Geçen hafta çok garip bir şey fark ettim. Okuldan çıktım, durağa doğru yürüyordum. Otobüs saati yaklaştığı için telaşlıydım. Nitekim yetiştim de. Cam kenarındaki koltuklardan birine oturdum ve dönüş yolculuğum başladı. Otobüs, iş çıkış saatine denk geldiği için bir müddet trafiğe takıldı. Camdan dışarı baktığımda daha önce önünden defalarca kez geçtiğim; fakat bakıp da görmediğim bir mezarlığı fark ettim. Hiçbir mezarlık, hayatım boyunca hiç bu kadar dikkatimi çekmemişti. Dikkatimi çekmesindeki sebep, ölüm gerçeğiyle bir kez daha yüzleşmiş olmamdı. Bir kez daha diyorum; çünkü defalarca kez bu gerçekle yüzleşmiş olsam da ölüm gerçeğini unuttuğumu hatırladım.
Ölümü hatırlamış olmak bende kaygı yarattı. Yok olacağım için kaygılanmadım elbette. Daha önce var olmadığım için kaygılanmadıysam, yok olacağım için neden kaygılanayım ki? Beni kaygılandıran şey, zamanın kısıtlılığının farkına varmış olmaktı. Yaşamın anlamını veya daha özel anlamda anın değerini, ölümü hatırlayarak oluşturmuyoruz sanırım. Tüm bu telaşe ne için diye sorduğum zamanlarda, beni anın farkındalığına getirecek bazı anımsatıcılara ihtiyacım olduğunu hissettim. Mezarlığı görmek de tam olarak bu minvalde bir etki yarattı. Bir an için ölümün varlığını hatırlamak, bir bakıma yaşamın biricikliğinin farkına varmamı sağladı. Bu zamana kadar kendimi, yaptıklarımla değil de taleplerimle tanımlıyormuşum meğer. Hiç ölmeyecekmiş gibi davranıp taleplerimi artırdıkça artırmışım hep. Bu yüzden de henüz içinde olmadığım bir gelecekte yaşamışım çoğu zaman.

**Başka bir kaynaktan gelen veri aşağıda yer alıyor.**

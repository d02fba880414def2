use abisol_parser::Error as ParserError;
use abisol_sol::Error as SolError;
use thiserror::Error;

#[derive(Error, Debug)]
pub enum Error {
    #[error(transparent)]
    IO(#[from] std::io::Error),
    #[error(transparent)]
    SerdeJson(#[from] serde_json::Error),
    #[error(transparent)]
    Parser(#[from] ParserError),
    #[error(transparent)]
    Sol(#[from] SolError),
    #[error("An error occurred: {0}")]
    Other(String),
}

pub type AbisolCliResult<T, E = Error> = Result<T, E>;
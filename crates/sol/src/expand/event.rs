//! # Events expansion
//!
//! Event parameters never carry a data location.
use abisol_parser::AbiEvent;

use super::{types, utils, ExpandContext};
use crate::error::SolResult;

pub struct SolEvent;

impl SolEvent {
    pub fn expand(event: &AbiEvent, ctx: &ExpandContext) -> SolResult<String> {
        let site = ctx.interface_scope();

        let params = event
            .inputs
            .iter()
            .map(|p| types::expand_parameter(p, ctx, &site, None, p.is_indexed()))
            .collect::<SolResult<Vec<_>>>()?;

        let anonymous = if event.anonymous { " anonymous" } else { "" };

        Ok(format!(
            "event {}({}){};",
            event.name,
            utils::join_params(&params),
            anonymous
        ))
    }
}
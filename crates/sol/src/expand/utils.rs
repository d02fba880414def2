//! Utils for expansion.
use abisol_parser::AbiParameter;

pub const INDENT: &str = "    ";

/// Line oriented output buffer keeping track of the indentation level.
#[derive(Debug, Default)]
pub struct SolWriter {
    buf: String,
    level: usize,
}

impl SolWriter {
    pub fn new() -> Self {
        Self::default()
    }

    pub fn line(&mut self, line: &str) {
        for _ in 0..self.level {
            self.buf.push_str(INDENT);
        }
        self.buf.push_str(line);
        self.buf.push('\n');
    }

    pub fn blank_line(&mut self) {
        self.buf.push('\n');
    }

    /// Opens a `{` block, indenting everything until the matching [`Self::close`].
    pub fn open(&mut self, header: &str) {
        self.line(&format!("{} {{", header));
        self.level += 1;
    }

    pub fn close(&mut self) {
        self.level = self.level.saturating_sub(1);
        self.line("}");
    }

    pub fn finish(self) -> String {
        self.buf
    }
}

/// Name used for a parameter in the output. Unnamed struct members are not
/// valid Solidity, they are named after their position.
pub fn member_name(param: &AbiParameter, position: usize) -> String {
    if param.name.is_empty() {
        format!("_{}", position)
    } else {
        param.name.clone()
    }
}

/// Joins already rendered parameters.
pub fn join_params(params: &[String]) -> String {
    params.join(", ")
}
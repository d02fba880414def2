use abisol_parser::Error as ParserError;
use thiserror::Error;

use crate::version::Feature;

#[derive(Error, Debug)]
pub enum Error {
    #[error(transparent)]
    Parser(#[from] ParserError),
    #[error("Invalid version range `{range}`: {reason}")]
    InvalidVersionRange { range: String, reason: String },
    #[error("No released Solidity version satisfies `{0}`")]
    UnsatisfiableVersionRange(String),
    #[error("Desired Solidity range `{range}` lacks unambiguous support for `{feature}`")]
    AmbiguousFeature { range: String, feature: Feature },
    #[error("Desired Solidity range `{range}` does not support `{feature}`")]
    UnsupportedFeature { range: String, feature: Feature },
    #[error("No declaration found for struct `{0}`")]
    UndeclaredStruct(String),
    #[error("Output formatting was requested but no formatter is available")]
    FormatterUnavailable,
    #[error("Formatting error: {0}")]
    FormatFailed(String),
    #[error(transparent)]
    SerdeJson(#[from] serde_json::Error),
}

pub type SolResult<T, E = Error> = Result<T, E>;
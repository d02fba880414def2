//! Structural signature of tuple types.
//!
//! Two tuples share a signature if and only if they have the same ordered
//! list of member names and member types, nested tuples included. The
//! location where the tuple is used (function input, event, other tuple...)
//! and the name of the parameter itself are not part of the signature.
//!
//! `(address maker,(address token,uint256 amount)[] legs)`
use super::AbiType;
use crate::{AbiParameter, AbiResult, Error};

#[derive(Debug, Clone, PartialEq, Eq, Hash, PartialOrd, Ord)]
pub struct Signature(String);

impl Signature {
    /// Returns the signature of the given parameter if it is a tuple (or an
    /// array of tuples), `None` otherwise.
    pub fn of(param: &AbiParameter) -> AbiResult<Option<Self>> {
        let abi_type = param.abi_type()?;

        if !abi_type.is_tuple() {
            return Ok(None);
        }

        if let Some(hint) = &param.signature {
            return Ok(Some(Self(hint.clone())));
        }

        if param.components.is_none() {
            return Err(Error::TokenInitFailed(format!(
                "Tuple parameter `{}` has no components",
                param.name
            )));
        }

        Self::from_components(param.components()).map(Some)
    }

    pub fn from_components(components: &[AbiParameter]) -> AbiResult<Self> {
        let mut members = vec![];

        for c in components {
            let abi_type: AbiType = c.abi_type()?;

            let member_type = match Self::of(c)? {
                Some(nested) => format!("{}{}", nested.0, abi_type.array_suffix()),
                None => abi_type.type_path,
            };

            if c.name.is_empty() {
                members.push(member_type);
            } else {
                members.push(format!("{} {}", member_type, c.name));
            }
        }

        Ok(Self(format!("({})", members.join(","))))
    }

    pub fn as_str(&self) -> &str {
        &self.0
    }
}

impl std::fmt::Display for Signature {
    fn fmt(&self, f: &mut std::fmt::Formatter<'_>) -> std::fmt::Result {
        f.write_str(&self.0)
    }
}

#[cfg(test)]
mod tests {
    use super::*;

    fn point(name: &str) -> AbiParameter {
        AbiParameter::tuple(
            name,
            "tuple",
            vec![
                AbiParameter::new("x", "uint256"),
                AbiParameter::new("y", "uint256"),
            ],
        )
    }

    #[test]
    fn test_not_a_tuple() {
        assert_eq!(
            Signature::of(&AbiParameter::new("a", "uint256")).unwrap(),
            None
        );
    }

    #[test]
    fn test_flat_signature() {
        assert_eq!(
            Signature::of(&point("p")).unwrap().unwrap().as_str(),
            "(uint256 x,uint256 y)"
        );
    }

    #[test]
    fn test_same_shape_different_parameter_name() {
        let a = Signature::of(&point("from")).unwrap();
        let b = Signature::of(&point("to")).unwrap();
        assert_eq!(a, b);

        let mut arr = point("points");
        arr.r#type = "tuple[]".to_string();
        assert_eq!(Signature::of(&arr).unwrap(), a);
    }

    #[test]
    fn test_member_names_matter() {
        let other = AbiParameter::tuple(
            "p",
            "tuple",
            vec![
                AbiParameter::new("a", "uint256"),
                AbiParameter::new("b", "uint256"),
            ],
        );

        assert_ne!(
            Signature::of(&other).unwrap(),
            Signature::of(&point("p")).unwrap()
        );
    }

    #[test]
    fn test_nested_signature() {
        let mut points = point("points");
        points.r#type = "tuple[2]".to_string();

        let segment = AbiParameter::tuple(
            "segment",
            "tuple",
            vec![points, AbiParameter::new("label", "string")],
        );

        assert_eq!(
            Signature::of(&segment).unwrap().unwrap().as_str(),
            "((uint256 x,uint256 y)[2] points,string label)"
        );
    }

    #[test]
    fn test_explicit_signature_hint() {
        let mut p = point("p");
        p.signature = Some("Point".to_string());

        assert_eq!(Signature::of(&p).unwrap().unwrap().as_str(), "Point");
    }

    #[test]
    fn test_tuple_without_components() {
        assert!(Signature::of(&AbiParameter::new("t", "tuple")).is_err());
    }
}
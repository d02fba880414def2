pub(crate) mod error;
pub(crate) mod event;
pub(crate) mod fallback;
pub(crate) mod function;
pub(crate) mod interface;
pub(crate) mod r#struct;
pub(crate) mod types;
pub(crate) mod utils;

pub use error::SolError;
pub use event::SolEvent;
pub use fallback::{SolFallback, SolReceive};
pub use function::SolFunction;
pub use interface::SolInterface;
pub use r#struct::SolStruct;
pub use types::AbiToSol;
pub use utils::SolWriter;

use abisol_parser::tokens::AbiType;
use abisol_parser::AbiFeatures;

use crate::declarations::{Declaration, Declarations, Scope};
use crate::error::SolResult;
use crate::version::{DataLocation, Feature, FeatureMatrix};

/// Interface wrapping shared structs when the compiler has no file level structs.
pub const SHARED_STRUCTS_INTERFACE: &str = "__Structs";

/// Everything known about the ABI and the target compilers while expanding.
#[derive(Debug, Clone, Copy)]
pub struct ExpandContext<'a> {
    pub features: &'a FeatureMatrix,
    pub abi_features: &'a AbiFeatures,
    pub declarations: &'a Declarations,
    pub interface_name: &'a str,
}

impl<'a> ExpandContext<'a> {
    pub fn interface_scope(&self) -> Scope {
        Scope::Container(self.interface_name.to_string())
    }

    /// Name of the interface holding shared structs, `None` if they are
    /// declared at file level.
    pub fn shared_interface(&self) -> Option<&'static str> {
        if self.features.is_enabled(Feature::GlobalStructs) {
            None
        } else {
            Some(SHARED_STRUCTS_INTERFACE)
        }
    }

    /// Identifier to use for `decl` in code located in `site`.
    pub fn qualified_identifier(&self, decl: &Declaration, site: &Scope) -> String {
        if &decl.scope == site {
            return decl.identifier.clone();
        }

        match &decl.scope {
            Scope::Container(container) => format!("{}.{}", container, decl.identifier),
            Scope::Shared => match self.shared_interface() {
                Some(wrapper) => format!("{}.{}", wrapper, decl.identifier),
                None => decl.identifier.clone(),
            },
        }
    }

    pub fn input_location(&self, abi_type: &AbiType) -> SolResult<Option<DataLocation>> {
        self.location_for(abi_type, Feature::ArrayParameterLocation)
    }

    pub fn output_location(&self, abi_type: &AbiType) -> SolResult<Option<DataLocation>> {
        self.location_for(abi_type, Feature::ReturnParameterLocation)
    }

    fn location_for(&self, abi_type: &AbiType, feature: Feature) -> SolResult<Option<DataLocation>> {
        if !abi_type.requires_location() {
            return Ok(None);
        }

        self.features.require_location(feature)
    }
}

#[cfg(test)]
pub(crate) mod test_utils {
    use abisol_parser::{AbiEntry, AbiFeatures};

    use crate::declarations::Declarations;
    use crate::version::{FeatureMatrix, VersionRange};

    /// Owned state behind an [`super::ExpandContext`] for unit tests.
    pub struct Fixture {
        pub features: FeatureMatrix,
        pub abi_features: AbiFeatures,
        pub declarations: Declarations,
        pub name: String,
    }

    impl Fixture {
        pub fn new(abi: &[AbiEntry], range: &str) -> Self {
            Self {
                features: FeatureMatrix::for_range(&VersionRange::parse(range).unwrap()).unwrap(),
                abi_features: AbiFeatures::collect(abi).unwrap(),
                declarations: Declarations::collect(abi, "I").unwrap(),
                name: "I".to_string(),
            }
        }

        pub fn ctx(&self) -> super::ExpandContext<'_> {
            super::ExpandContext {
                features: &self.features,
                abi_features: &self.abi_features,
                declarations: &self.declarations,
                interface_name: &self.name,
            }
        }
    }
}
//! Generation of a complete Solidity source from an ABI.
//!
//! Features of the version range, features of the ABI and struct
//! declarations are all resolved when the generator is built. Expansion
//! itself is a single pass over the ABI entries.
use abisol_parser::{AbiEntry, AbiFeatures};

use crate::declarations::Declarations;
use crate::error::SolResult;
use crate::expand::{ExpandContext, SolInterface};
use crate::options::{GenerateOptions, GenerationMode};
use crate::version::{AbiEncoderMode, Feature, FeatureMatrix, VersionRange};

pub const GENERATOR_NAME: &str = "abisol";
pub const GENERATOR_VERSION: &str = env!("CARGO_PKG_VERSION");

const ABIENCODER_V2_PRAGMA: &str = "pragma experimental ABIEncoderV2;";

#[derive(Debug)]
pub struct SolGenerator<'a> {
    abi: &'a [AbiEntry],
    options: &'a GenerateOptions,
    features: FeatureMatrix,
    abi_features: AbiFeatures,
    declarations: Declarations,
}

impl<'a> SolGenerator<'a> {
    pub fn new(abi: &'a [AbiEntry], options: &'a GenerateOptions) -> SolResult<Self> {
        let range = VersionRange::parse(&options.solidity_version)?;
        let features = FeatureMatrix::for_range(&range)?;
        let abi_features = AbiFeatures::collect(abi)?;
        let declarations = Declarations::collect(abi, &options.name)?;

        tracing::trace!(
            "generating `{}` for `{}`: {} entries, {} struct(s), {:?}",
            options.name,
            range,
            abi.len(),
            declarations.len(),
            abi_features
        );

        Ok(Self {
            abi,
            options,
            features,
            abi_features,
            declarations,
        })
    }

    /// Consumes the generator, a new one is needed for another run.
    pub fn generate(self) -> SolResult<String> {
        if !self.declarations.is_empty() {
            self.features.require_enabled(Feature::StructsInInterfaces)?;
        }

        if self.abi_features.defines_errors {
            self.features.require_enabled(Feature::CustomErrors)?;
        }

        let ctx = ExpandContext {
            features: &self.features,
            abi_features: &self.abi_features,
            declarations: &self.declarations,
            interface_name: &self.options.name,
        };

        let mut blocks = vec![];

        if let Some(header) = self.expand_header() {
            blocks.push(header);
        }

        blocks.push(SolInterface::expand(self.abi, &ctx)?);

        if let Some(shared) = SolInterface::expand_shared(&ctx)? {
            blocks.push(shared);
        }

        blocks.extend(SolInterface::expand_containers(&ctx)?);

        if let Some(footer) = self.expand_footer()? {
            blocks.push(footer);
        }

        Ok(blocks.join("\n"))
    }

    /// The ABI uses types which need ABI coder v2, and some compilers of
    /// the range don't enable it by default.
    fn needs_abiencoder_v2_pragma(&self) -> bool {
        self.abi_features.needs_abiencoder_v2
            && self.features.abi_encoder().concrete() != Some(&AbiEncoderMode::Default)
    }

    fn expand_header(&self) -> Option<String> {
        let attribution = if self.options.mode == GenerationMode::Normal && self.options.output_source {
            format!(
                "// !! THIS FILE WAS AUTOGENERATED BY {} v{}. SEE SOURCE BELOW. !!",
                GENERATOR_NAME, GENERATOR_VERSION
            )
        } else if self.options.mode == GenerationMode::Normal {
            format!(
                "// !! THIS FILE WAS AUTOGENERATED BY {} v{}. !!",
                GENERATOR_NAME, GENERATOR_VERSION
            )
        } else {
            format!(
                "// !! THIS INTERFACE WAS AUTOGENERATED BY {} v{}. !!",
                GENERATOR_NAME, GENERATOR_VERSION
            )
        };

        let mut lines = vec![];

        match self.options.mode {
            GenerationMode::Normal => {
                lines.push(format!("// SPDX-License-Identifier: {}", self.options.license));

                if self.options.output_attribution {
                    lines.push(attribution);
                }

                lines.push(format!("pragma solidity {};", self.features.range().pragma()));

                if self.needs_abiencoder_v2_pragma() {
                    lines.push(ABIENCODER_V2_PRAGMA.to_string());
                }
            }
            GenerationMode::Embedded => {
                if self.options.output_attribution {
                    lines.push(attribution);
                }
            }
        }

        if lines.is_empty() {
            return None;
        }

        let mut header = lines.join("\n");
        header.push('\n');
        Some(header)
    }

    fn expand_footer(&self) -> SolResult<Option<String>> {
        match self.options.mode {
            GenerationMode::Normal if self.options.output_source => {
                // The ABI must not end the comment it is embedded in.
                let abi = serde_json::to_string_pretty(self.abi)?.replace("*/", "*\\/");

                Ok(Some(format!(
                    "// THIS FILE WAS AUTOGENERATED FROM THE FOLLOWING ABI JSON:\n/*\n{}\n*/\n",
                    abi
                )))
            }
            GenerationMode::Normal => Ok(None),
            GenerationMode::Embedded if self.needs_abiencoder_v2_pragma() => Ok(Some(format!(
                "// NOTE: the including file must enable ABI coder v2 (`{}`).\n",
                ABIENCODER_V2_PRAGMA
            ))),
            GenerationMode::Embedded => Ok(None),
        }
    }
}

Şimdiyse, şimdi ve burada olduğumu, bir gün şimdi ve burada olmayacağımı hatırlatıyorum kendime. O hâlde var olmaya devam ettiğim süreç boyunca ne yapmakta olduğuma odaklanmam gerektiğini bir kez daha anımsadım; ama bu sefer anladım.
Yarın ölecekmiş gibi yaşamanız ve hiç ölmeyecekmiş gibi okumanız dileğiyle…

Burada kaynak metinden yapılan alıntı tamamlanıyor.